Entre la cocina y la destruida capilla, una puerta daba paso a una biblioteca ovalada. Su interior parecía seguro, excepto un gran agujero, a la altura del rostro, en la pared más lejana, causado por un ataque con proyectiles de mortero que la villa había sufrido dos meses atrás. El resto de la sala se había adaptado a su herida y había aceptado las oscilaciones del clima, las estrellas vespertinas, los sonidos de los pájaros. Había un sofá, un piano tapado con una tela gris y una cabeza de oso disecada y las paredes estaban cubiertas con altas estanterías de libros. Los estantes más próximos a la pared rota estaban combados, porque la lluvia había duplicado el peso de los libros. También entraban rayos en la sala, una y otra vez, que caían sobre el piano tapado y la alfombra.

En el extremo había puertas acristaladas, recubiertas con tablas. Si hubieran estado abiertas, habría podido ir de la biblioteca al pórtico y de éste, tras bajar los treinta y seis peldaños de penitente, pasar por delante de la capilla y llegar a un antiguo prado, ahora devastado por las bombas de fósforo y las explosiones. El ejército alemán había minado muchas casas de las que se retiraba, por lo que se habían precintado la mayoría de las habitaciones innecesarias, como aquélla, clavando las puertas a sus marcos.

La joven conocía esos peligros cuando se introdujo en la sala y caminó por ella en la penumbra de la tarde. Se detuvo, consciente de pronto de su peso sobre el entarimado, y pensó que probablemente fuese suficiente para activar el mecanismo que pudiera haber en él. Tenía los pies sobre el polvo. Sólo entraba luz por el mellado círculo dejado por el mortero, por el cual se veía el cielo.

Sacó El último mohicano, acompañado de un chasquido, como si lo hubiera separado de una pieza compacta, y al ver, aun con tan poca luz, el cielo y el lago de color aguamarina en la ilustración de la portada, con un indio en primer plano, se sintió animada.
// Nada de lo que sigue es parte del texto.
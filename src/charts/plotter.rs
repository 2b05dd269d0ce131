//! Chart Plotter Module
//! Draws the interactive evolution chart using egui_plot.

use crate::charts::ChartSeries;
use chrono::{Datelike, NaiveDate};
use egui::{Color32, RichText};
use egui_plot::{Legend, Line, Plot, PlotPoints, Points};

pub fn to_color32(rgb: [u8; 3]) -> Color32 {
    Color32::from_rgb(rgb[0], rgb[1], rgb[2])
}

/// Plot x coordinate for a date (days since the common era).
fn date_to_x(date: NaiveDate) -> f64 {
    date.num_days_from_ce() as f64
}

fn x_to_date(x: f64) -> Option<NaiveDate> {
    NaiveDate::from_num_days_from_ce_opt(x.round() as i32)
}

/// Creates the evolution line chart.
pub struct ChartPlotter;

impl ChartPlotter {
    /// Draw one line with markers per entity.
    pub fn draw_line_chart(ui: &mut egui::Ui, chart: &ChartSeries, height: f32) {
        ui.label(RichText::new("Gráfico evolutivo").size(16.0).strong());

        Plot::new("evolution_chart")
            .height(height)
            .legend(Legend::default())
            .x_axis_label("Fecha")
            .y_axis_label(chart.label)
            .allow_scroll(false)
            .x_axis_formatter(|mark, _range| {
                x_to_date(mark.value)
                    .map(|d| d.format("%Y-%m-%d").to_string())
                    .unwrap_or_default()
            })
            .label_formatter(|name, point| {
                let date = x_to_date(point.x)
                    .map(|d| d.format("%Y-%m-%d").to_string())
                    .unwrap_or_default();
                if name.is_empty() {
                    format!("{date}\n{:.2}", point.y)
                } else {
                    format!("{name}\n{date}\n{:.2}", point.y)
                }
            })
            .show(ui, |plot_ui| {
                for entity in &chart.series {
                    let color = to_color32(entity.color);
                    let points: Vec<[f64; 2]> = entity
                        .points
                        .iter()
                        .map(|&(date, value)| [date_to_x(date), value])
                        .collect();

                    plot_ui.line(
                        Line::new(PlotPoints::from_iter(points.iter().copied()))
                            .color(color)
                            .width(2.0)
                            .name(&entity.entity_name),
                    );
                    plot_ui.points(
                        Points::new(PlotPoints::from_iter(points.iter().copied()))
                            .radius(3.5)
                            .color(color)
                            .name(&entity.entity_name),
                    );
                }
            });
    }
}

#[cfg(test)]
mod tests {
    use super::*;

    #[test]
    fn date_axis_round_trips() {
        let date = NaiveDate::from_ymd_opt(2024, 6, 30).unwrap();
        assert_eq!(x_to_date(date_to_x(date)), Some(date));
        assert_eq!(x_to_date(date_to_x(date) + 0.4), Some(date));
    }

    #[test]
    fn palette_entries_convert_to_egui_colors() {
        assert_eq!(to_color32([99, 110, 250]), Color32::from_rgb(99, 110, 250));
    }
}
Y después, como si hubiera alguien en el cuarto a quien no debiese molestar, retrocedió pisando sus propias huellas, para mayor seguridad, pero también como si se lo impusiera un juego secreto, a fin de que pareciese que había entrado en la habitación y después su cuerpo había desaparecido. Cerró la puerta y volvió a colocar el precinto que avisaba del peligro.

Se sentó en el hueco de la ventana del paciente inglés, con las paredes pintadas a un lado y el valle al otro. Abrió el libro. Las páginas estaban pegadas en una ondulación rígida. Se sintió como Crusoe al encontrar un libro arrojado por el mar a la playa y secado al sol. Relato de 1757. Ilustrado por N. C. Wyeth. Como en los mejores libros, tenía la importante página con la lista de ilustraciones, cada una de ellas acompañada de una línea de texto.

Se introdujo en la historia sabiendo que saldría de ella con la sensación de haber estado inmersa en las vidas de otros, en tramas que se remontaban hasta veinte años atrás, con todo su cuerpo lleno de frases y momentos, como si se hubiera despertado con una pesantez causada por sueños que no pudiese recordar.

El pueblo italiano en el que se encontraban, encaramado, como un centinela, en una colina desde la que dominaba la ruta nordoccidental, había sufrido asedio por más de un mes y con el fuego centrado en las dos villas y el monasterio, rodeado de manzanos y ciruelos. Una era la Villa Mediéis, donde vivían los generales. Justo encima de ella estaba situada la Villa San Girolamo, antiguo convento de monjas, cuyas almenas, semejantes a las de un castillo, la habían convertido en el último baluarte del ejército alemán. Había albergado cien soldados. Cuando los proyectiles incendiarios empezaron a desintegrar el pueblo, como un acorazado en el mar, los soldados se trasladaron de las tiendas instaladas en el huerto a las habitaciones, ahora atestadas, del antiguo convento. Secciones de la capilla volaron por los aires. Partes del piso superior de la villa se desplomaron por efecto de las explosiones. Tras tomar por fin el edificio, los aliados lo convirtieron en hospital y cerraron el paso a la escalera que conducía a la tercera planta, pese a que había sobrevivido un trozo de la chimenea y del techo.